Говорите, родись Гоген армянином, он писал бы, как Минас? Вряд ли Гоген мог родиться армянином, а Минас — французом, потому что это были бы уже не Минас и Гоген. И не стоит — да и нельзя — сравнивать художников, особенно если каждый из них — явление. Минас родился армянином, потому и стал Минасом — плотью от плоти Джаджура, Ширака, Армении, тяжеловспаханной земли и пропитанного потом томика Библии на грабаре в складках одежды.
Разве что с Бобом Марли, если вы знаете, кто это такой — Минас возвысил ремесло до искусства и, ремесленник, он стал творцом. Вполне по-армянски, впрочем.
Сарьян сказал ему: «Я старше тебя на полвека — жалко, что мало времени осталось. Где ты был? Пришел бы чуть раньше. Не забудь, искусство любит борьбу. Теперь я уже не один. Ты тоже не один. Значит — продолжай. Я верю в твои руки».
Руки Минаса ремесла не чурались — поэтому у него нет ни одной работы, написанной, условно говоря, во фраке с бабочкой и в белых перчатках, нет жеманства, а значит — нет и вранья. Нет, и не ищите — не умеющие врать не бывают обласканы властью, осыпаемы почестями и богатством, зато становятся народными. Не на бумажке народными, а на самом деле.
Правда, за это они, как правило, живут недолго. Когда-то, по одному невеселому поводу, великий Католикос Вазген сказал, что избранных Бог призывает к себе раньше остальных, и Минас Аветисян тому ярчайшее доказательство.
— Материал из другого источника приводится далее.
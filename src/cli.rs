//! Command-line interface definition using clap.

use std::path::{Path, PathBuf};

use chrono::Local;
use clap::Parser;

/// Export Slack workspace history archives to Excel (.xlsx) workbooks.
#[derive(Parser, Debug, Clone)]
#[command(name = "slackhist")]
#[command(version, about, long_about = None)]
#[command(after_help = "EXAMPLES:
    slackhist slack_export.zip
    slackhist -n history.xlsx slack_export.zip
    slackhist -d reports/ -t Europe/Berlin slack_export.zip
    slackhist --timezone UTC slack_export.zip")]
pub struct Args {
    /// Path to the Slack export ZIP archive
    pub archive: PathBuf,

    /// Name of the exported spreadsheet (.xlsx appended when missing)
    #[arg(short, long, default_value_t = default_output_name())]
    pub name: String,

    /// Output directory for the exported workbook
    #[arg(short, long, default_value = "./")]
    pub destination: PathBuf,

    /// Timezone for message timestamps: "local" or an IANA name
    /// such as UTC or America/New_York
    #[arg(short, long, default_value = "local")]
    pub timezone: String,
}

impl Args {
    /// Full output path: destination joined with the (suffixed) name.
    pub fn output_path(&self) -> PathBuf {
        self.destination.join(ensure_xlsx_suffix(&self.name))
    }
}

/// Default workbook name, e.g. `2026-Aug-23_SlackExport.xlsx`.
fn default_output_name() -> String {
    format!("{}_SlackExport.xlsx", Local::now().format("%Y-%b-%d"))
}

/// Appends `.xlsx` unless the name already ends with it.
fn ensure_xlsx_suffix(name: &str) -> String {
    if Path::new(name)
        .extension()
        .is_some_and(|ext| ext.eq_ignore_ascii_case("xlsx"))
    {
        name.to_string()
    } else {
        format!("{name}.xlsx")
    }
}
За три года до смерти, в новогоднюю ночь-1972, сгорели его лучшие холсты в ереванской студии, он тогда был с семьей в родном Джаджуре. Через три года не стало его самого, нелепо не стало, глупо и жестоко, так, что в несчастный случай как-то и не верится даже, потом землетрясение поработало над ленинаканскими фресками, потом нувориши довершили то, что не удалось доделать стихии.
Чтобы не соврать — не все нувориши. Были и такие, что спасали наследие Минаса.
Об энергетике Минаса до сих пор ходят легенды, хотя все меньше становится тех, кто имел счастье общаться с ним в сознательном своем возрасте. Эта энергетика — в какой-то изначальной мудрости, впитанной с молоком матери, мудрости вечной земли, это покоряющее величие аристократизма, стоящего не на блестящем паркете жеманной гостиной, а на острых камнях земли, принадлежащей тебе по праву рождения. Эти камни умеют делать больно, но ты всегда договоришься с ними, потому что они — твои.
Вы когда-нибудь следили украдкой за лицом чабана в отблеске ночного костра в горах? Попробуйте, если выпадет возможность, — отсюда начинается понимание всего самого важного. И Минаса, в том числе.